Throughout my youth, I read voraciously to nourish my mind and played every sport I could to exercise my body. Unlike the stomach, the mind only grows hungrier when fed. My parents whet my appetite with every book, puzzle and comic book they could find, expanding my knowledge from One Flew Over the Cuckoo’s Nest and The Fountainhead to Spiderman and the X-Men.

It can be difficult for parents to push a mind in one direction without pulling it away from another. My upbringing provided me the capacity to: “talk with crowds yet keep your virtue, or walk with kings- nor lose the common touch.” I would have lost touch with my friends and peers had my family limited me to purely academic pursuits. I learned to flow effortlessly between social classes because I was raised without regard to them.

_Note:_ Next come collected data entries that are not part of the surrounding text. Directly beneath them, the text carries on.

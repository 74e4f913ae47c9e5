use std::collections::{BTreeMap, BTreeSet};

use sectorflow_core::code::MIN_DEPTH;
use sectorflow_core::{SectorCatalog, SectorCode};

use crate::error::ReconcileError;
use crate::model::{
    ensure_no_ranges, normalize_overrides, FlowRecord, GroupKey, GroupKeySpec, SectorField,
};

/// Records after lost-row redistribution, with the number of rows created
/// by splitting and the number of coarse orphans kept as-is.
#[derive(Debug)]
pub struct SplitOutcome {
    pub records: Vec<FlowRecord>,
    pub split: usize,
    pub orphans: usize,
}

/// Divide each group's row amounts by the group's row count.
///
/// Undoes the inflation left by an activity-to-sector mapping that copied
/// one activity amount onto several sector rows: afterwards the group
/// total equals the original activity amount again.
pub fn equal_allocation(
    records: Vec<FlowRecord>,
    group: &GroupKeySpec,
) -> Result<Vec<FlowRecord>, ReconcileError> {
    ensure_no_ranges(&records, "equal_allocation")?;

    let mut counts: BTreeMap<GroupKey, usize> = BTreeMap::new();
    for record in &records {
        *counts.entry(group.key_of(record)).or_insert(0) += 1;
    }

    Ok(records
        .into_iter()
        .map(|mut record| {
            if let Some(&n) = counts.get(&group.key_of(&record)) {
                record.amount /= n as f64;
            }
            record
        })
        .collect())
}

/// Redistribute rows that would vanish from a naive subset at `target_depth`.
///
/// A single-sector row at length i is lost when no row in its group carries
/// a direct child of its code at length i+1 on the same position. Each lost
/// row is replaced by one row per catalog descendant at the target depth,
/// splitting the amount equally. Rows whose code has no descendants are
/// kept coarse and logged; rows with children present pass through, as do
/// override tokens and dual-sector rows.
pub fn equally_allocate_parent_to_child(
    records: Vec<FlowRecord>,
    target_depth: usize,
    group: &GroupKeySpec,
    catalog: &SectorCatalog,
) -> Result<SplitOutcome, ReconcileError> {
    ensure_no_ranges(&records, "equally_allocate_parent_to_child")?;
    let mut work = normalize_overrides(records);
    let mut split = 0usize;
    let mut orphans = 0usize;

    for parent_len in MIN_DEPTH..target_depth {
        let child_len = parent_len + 1;

        // Parents already represented one level down, per group and position.
        let mut covered: BTreeSet<(GroupKey, &'static str, SectorCode)> = BTreeSet::new();
        for record in &work {
            for field in SectorField::BOTH {
                if let Some(code) = field.of(record) {
                    if code.is_numeric() && code.depth() == child_len {
                        if let Some(parent) = code.truncate(parent_len) {
                            covered.insert((group.key_of(record), field.name(), parent));
                        }
                    }
                }
            }
        }

        let mut next: Vec<FlowRecord> = Vec::with_capacity(work.len());
        for record in work {
            let lost = match record.sole_sector() {
                Some((field, code)) if code.is_numeric() && code.depth() == parent_len => {
                    let key = (group.key_of(&record), field.name(), code.clone());
                    if covered.contains(&key) {
                        None
                    } else {
                        Some((field, code.clone()))
                    }
                }
                _ => None,
            };

            let Some((field, code)) = lost else {
                next.push(record);
                continue;
            };

            let descendants = catalog.descendants_at(&code, target_depth);
            if descendants.is_empty() {
                log::warn!(
                    "no length-{target_depth} descendants for '{code}' in the {} catalog; keeping coarse row ({})",
                    catalog.year(),
                    group.key_of(&record)
                );
                orphans += 1;
                next.push(record);
                continue;
            }

            let share = record.amount / descendants.len() as f64;
            for child in descendants {
                let mut piece = record.clone();
                field.set(&mut piece, Some(child));
                piece.amount = share;
                split += 1;
                next.push(piece);
            }
        }
        work = next;
    }

    Ok(SplitOutcome { records: work, split, orphans })
}
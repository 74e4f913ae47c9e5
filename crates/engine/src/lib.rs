//! `sectorflow-engine` — Sector hierarchy reconciliation engine.
//!
//! Pure engine crate: receives pre-loaded flow records and a sector catalog,
//! returns reconciled records at the target sector length. No CLI or network
//! dependencies.

pub mod aggregate;
pub mod allocate;
pub mod config;
pub mod disaggregate;
pub mod engine;
pub mod equal_split;
pub mod error;
pub mod model;
pub mod suppression;
pub mod validate;

pub use config::{AllocationMethod, ReconcileConfig};
pub use engine::{load_flow_rows, run, subset_to_length, ReconcileInput};
pub use error::ReconcileError;
pub use model::{FlowRecord, GroupKeySpec, RatioTable, ReconcileResult, ReconcileSummary};
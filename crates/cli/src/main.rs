// sflow - sector hierarchy reconciliation, headless

mod catalog;
mod exit_codes;
mod ratios;
mod reconcile;

use std::path::PathBuf;
use std::process::ExitCode;

use clap::{Parser, Subcommand};

use exit_codes::EXIT_SUCCESS;

#[derive(Parser)]
#[command(name = "sflow")]
#[command(about = "Reconcile flow datasets onto a sector hierarchy")]
#[command(version)]
struct Cli {
    #[command(subcommand)]
    command: Option<Commands>,
}

#[derive(Subcommand)]
enum Commands {
    /// Run a reconciliation from a TOML config file
    #[command(after_help = "\
Examples:
  sflow reconcile water-4digit.recon.toml
  sflow reconcile water-4digit.recon.toml --json
  sflow reconcile water-4digit.recon.toml --output result.json")]
    Reconcile {
        /// Path to the .recon.toml config file
        config: PathBuf,

        /// Print the JSON result to stdout
        #[arg(long)]
        json: bool,

        /// Write the JSON result to file
        #[arg(long)]
        output: Option<PathBuf>,
    },

    /// Compute a config's donor ratio table without running the pipeline
    #[command(after_help = "\
Examples:
  sflow ratios water-by-employment.recon.toml
  sflow ratios water-by-employment.recon.toml --output ratios.csv")]
    Ratios {
        /// Path to the .recon.toml config file
        config: PathBuf,

        /// Write the CSV table to file instead of stdout
        #[arg(long)]
        output: Option<PathBuf>,
    },

    /// Validate a config without running
    #[command(after_help = "\
Examples:
  sflow validate water-4digit.recon.toml")]
    Validate {
        /// Path to the .recon.toml config file
        config: PathBuf,
    },

    /// Inspect a sector code list
    #[command(after_help = "\
Examples:
  sflow catalog naics_2017.csv --year 2017
  sflow catalog data/ --year 2017
  sflow catalog naics_2017.csv --year 2017 --code 311")]
    Catalog {
        /// Code list CSV, or a directory holding naics_<year>.csv files
        path: PathBuf,

        /// Catalog vintage year
        #[arg(long)]
        year: u16,

        /// Show one code's subtree instead of the overview
        #[arg(long)]
        code: Option<String>,
    },
}

fn main() -> ExitCode {
    tracing_subscriber::fmt()
        .with_env_filter(
            tracing_subscriber::EnvFilter::try_from_default_env()
                .unwrap_or_else(|_| tracing_subscriber::EnvFilter::new("warn")),
        )
        .with_writer(std::io::stderr)
        .init();

    let cli = Cli::parse();

    let result = match cli.command {
        None => {
            eprintln!("Usage: sflow <command> [options]");
            eprintln!("       sflow --help for more information");
            Ok(())
        }
        Some(Commands::Reconcile { config, json, output }) => {
            reconcile::cmd_reconcile(config, json, output)
        }
        Some(Commands::Ratios { config, output }) => ratios::cmd_ratios(config, output),
        Some(Commands::Validate { config }) => reconcile::cmd_validate(config),
        Some(Commands::Catalog { path, year, code }) => catalog::cmd_catalog(path, year, code),
    };

    match result {
        Ok(()) => ExitCode::from(EXIT_SUCCESS),
        Err(CliError { code, message, hint }) => {
            if !message.is_empty() {
                eprintln!("error: {}", message);
            }
            if let Some(hint) = hint {
                eprintln!("hint:  {}", hint);
            }
            ExitCode::from(code)
        }
    }
}

#[derive(Debug)]
pub struct CliError {
    pub code: u8,
    pub message: String,
    pub hint: Option<String>,
}

impl CliError {
    pub fn new(code: u8, message: impl Into<String>) -> Self {
        Self { code, message: message.into(), hint: None }
    }

    /// Add a hint to an existing error.
    pub fn with_hint(mut self, hint: impl Into<String>) -> Self {
        self.hint = Some(hint.into());
        self
    }
}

Attorneys may be the last members of American aristocracy. Anyone holding a position of power and respect is going to be subject to forces trying to influence him or her. If an attorney is swayed, he has already fallen. My family raised me to respect others, but to never let others think for me. I avoid making premature conclusions and steer clear of mental shortcuts, for in these mistakes we find ourselves both in error and indignant about our error.

Thorough research and preparation give me the confidence to maintain faith in my conclusions in the face of disagreement. More difficult, I am secure enough to change my mind and agree with others when they are correct. “If you can trust yourself when all men doubt you, but make allowances for their doubting too”, taught me that history measures leaders as much by the conclusions they reach as by the criticisms they heed.

It seems that those who follow define a leader, so I cannot tell you if I am one. I can only concentrate on making the correct decision in each choice I come to. This is all that I can control. I cannot force others to follow. I can only proceed thoughtfully and deliberately and leave a path. My path heads through the University of Chicago Law School and to the forefront of my chosen career. With an independent mind and a passionate pursuit of truth and knowledge, I am dedicated to elevating the honor and reputation of the legal profession.